Solanki Kundan, Rajpoot Sajjan, Kumar Ashutosh, J Zhang Kam Y, Ohishi Tomokazu, Hirani Nik, Wadhonkar Khandu, Patidar Pramod, Pan Qiuwei, Baig Mirza S
Department of Biosciences & Biomedical Engineering, Indian Institute of Technology Indore, Simrol, Indore, 453552, India.
Laboratory for Structural Bioinformatics, Center for Biosystems Dynamics Research, RIKEN, Tsurumi, Yokohama, Kanagawa, 230-0045, Japan.

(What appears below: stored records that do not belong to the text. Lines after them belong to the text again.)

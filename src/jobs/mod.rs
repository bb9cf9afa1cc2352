pub mod purge_sweeper;
use crate::models::{AvatarUpdate, ProfileResponse, ProfileUpdate, Session};
use crate::services::profile_service;
use crate::state::AppState;
use crate::utils::AppError;
use actix_web::{web, HttpResponse};

/// GET /api/v1/profile - Profile of the signed-in user
#[utoipa::path(
    get,
    path = "/api/v1/profile",
    tag = "Profile",
    responses(
        (status = 200, description = "Profile", body = ProfileResponse),
        (status = 404, description = "No profile document for this user")
    ),
    security(("bearer_auth" = []))
)]
pub async fn get_profile(
    state: web::Data<AppState>,
    session: web::ReqData<Session>,
) -> Result<HttpResponse, AppError> {
    let profile = profile_service::get_profile(&state, &session).await?;
    Ok(HttpResponse::Ok().json(ProfileResponse::from(profile)))
}

/// PUT /api/v1/profile - Saves the editable profile fields
#[utoipa::path(
    put,
    path = "/api/v1/profile",
    tag = "Profile",
    request_body = ProfileUpdate,
    responses(
        (status = 200, description = "Profile updated", body = ProfileResponse),
        (status = 400, description = "Age out of range")
    ),
    security(("bearer_auth" = []))
)]
pub async fn update_profile(
    state: web::Data<AppState>,
    session: web::ReqData<Session>,
    body: web::Json<ProfileUpdate>,
) -> Result<HttpResponse, AppError> {
    let profile = profile_service::save_profile(&state, &session, &body).await?;
    Ok(HttpResponse::Ok().json(ProfileResponse::from(profile)))
}

/// PUT /api/v1/profile/avatar - Points the profile at an uploaded image
#[utoipa::path(
    put,
    path = "/api/v1/profile/avatar",
    tag = "Profile",
    request_body = AvatarUpdate,
    responses(
        (status = 200, description = "Avatar updated", body = ProfileResponse)
    ),
    security(("bearer_auth" = []))
)]
pub async fn update_avatar(
    state: web::Data<AppState>,
    session: web::ReqData<Session>,
    body: web::Json<AvatarUpdate>,
) -> Result<HttpResponse, AppError> {
    let profile = profile_service::set_avatar(&state, &session, &body.image).await?;
    Ok(HttpResponse::Ok().json(ProfileResponse::from(profile)))
}
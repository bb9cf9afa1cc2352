use serde::{Deserialize, Serialize};

/// Comment document stored at `posts/{postId}/comments/{id}`.
#[derive(Debug, Clone, Serialize, Deserialize, PartialEq, utoipa::ToSchema)]
#[serde(rename_all = "camelCase")]
pub struct Comment {
    pub id: String,
    pub post_id: String,
    pub uid: String,
    #[serde(default)]
    pub display_name: String,
    #[serde(default)]
    pub content: String,
    #[serde(default)]
    pub timestamp: Option<i64>,
}

#[derive(Debug, Deserialize, utoipa::ToSchema)]
pub struct CreateCommentRequest {
    pub content: String,
}

#[derive(Debug, Serialize, utoipa::ToSchema)]
pub struct CommentListResponse {
    pub success: bool,
    pub comments: Vec<Comment>,
    pub total: usize,
}

#[derive(Debug, Serialize, utoipa::ToSchema)]
pub struct CreateCommentResponse {
    pub success: bool,
    pub id: String,
}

Future Virol. 2022 Jul. doi: 10.2217/fvl-2022-0003. Epub 2022 Aug 2.
Mutations in the SARS-CoV-2 spike (S) protein have dramatically changed the transmissibility and pathogenicity of the virus. Therefore, we studied the binding affinity of Omicron spike-receptor binding domain (S-RBD) with human ACE2 receptor. We used pyDockWEB and HADDOCK 2.4 docking for our study. Computational docking indicated higher binding affinity of Omicron S-RBD as compared with wild-type SARS-CoV-2 and Delta S-RBD with ACE2. Interface analysis suggested four mutated residues of Omicron S-RBD for its enhanced binding. We also showed decreased binding affinity of Omicron and Delta S-RBDs with monoclonal antibodies. Compared with wild-type SARS-CoV-2, Omicron S-RBD exhibit higher binding with ACE2 and lower affinity against monoclonal antibodies.

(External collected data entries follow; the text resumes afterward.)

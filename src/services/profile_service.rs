// ==================== PROFILE ====================
// The profile document lives at users/{uid}; only its owner edits it.

use crate::{
    models::{ProfileUpdate, Session, UserProfile},
    state::AppState,
    store::CollectionRef,
    utils::{AppError, AppResult},
};

pub async fn get_profile(state: &AppState, session: &Session) -> AppResult<UserProfile> {
    let record = state
        .store
        .get(&CollectionRef::users(), &session.uid)
        .await?
        .ok_or_else(|| AppError::NotFound(format!("profile {}", session.uid)))?;
    Ok(record.decode()?)
}

/// Saves the editable fields and returns the stored profile.
pub async fn save_profile(state: &AppState, session: &Session, update: &ProfileUpdate) -> AppResult<UserProfile> {
    state.gateway.save_profile(session, update).await?;
    get_profile(state, session).await
}

pub async fn set_avatar(state: &AppState, session: &Session, image: &str) -> AppResult<UserProfile> {
    state.gateway.set_avatar(session, image).await?;
    get_profile(state, session).await
}

#[cfg(test)]
mod tests {
    use super::*;
    use crate::state::test_state;
    use crate::store::MemoryStore;
    use serde_json::json;
    use std::sync::Arc;

    #[tokio::test]
    async fn test_missing_profile_is_not_found() {
        let state = test_state(Arc::new(MemoryStore::new()));
        let err = get_profile(&state, &Session::new("nobody")).await.unwrap_err();
        assert!(matches!(err, AppError::NotFound(_)));
    }

    #[tokio::test]
    async fn test_save_returns_stored_profile() {
        let store = MemoryStore::new();
        store
            .insert_with_id(
                &CollectionRef::users(),
                "u1",
                json!({ "email": "ana@uni.edu", "fullName": "Ana" }).as_object().unwrap().clone(),
            )
            .await;
        let state = test_state(Arc::new(store));
        let session = Session::new("u1");

        let update = ProfileUpdate {
            full_name: "Ana Souza".into(),
            faculty: "Engineering".into(),
            age: Some(22),
            ..Default::default()
        };
        let profile = save_profile(&state, &session, &update).await.unwrap();
        assert_eq!(profile.full_name, "Ana Souza");
        assert_eq!(profile.faculty, "Engineering");
        assert_eq!(profile.age, Some(22));
        // untouched by the editable-field update
        assert_eq!(profile.email.as_deref(), Some("ana@uni.edu"));

        let profile = set_avatar(&state, &session, "https://cdn/ana.png").await.unwrap();
        assert_eq!(profile.avatar_url(), "https://cdn/ana.png");
    }
}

严重急性呼吸综合征冠状病毒2(SARS-CoV-2)刺突(S)蛋白的突变极大地改变了病毒的传播性和致病性。因此,我们研究了奥密克戎刺突受体结合域(S-RBD)与人血管紧张素转换酶2(ACE2)受体的结合亲和力。我们使用pyDockWEB和HADDOCK 2.4对接进行研究。计算对接表明,与野生型SARS-CoV-2和德尔塔S-RBD与ACE2相比,奥密克戎S-RBD具有更高的结合亲和力。界面分析表明,奥密克戎S-RBD的四个突变残基增强了其结合能力。我们还表明,奥密克戎和德尔塔S-RBD与单克隆抗体的结合亲和力降低。与野生型SARS-CoV-2相比,奥密克戎S-RBD与ACE2的结合更高,与单克隆抗体的亲和力更低。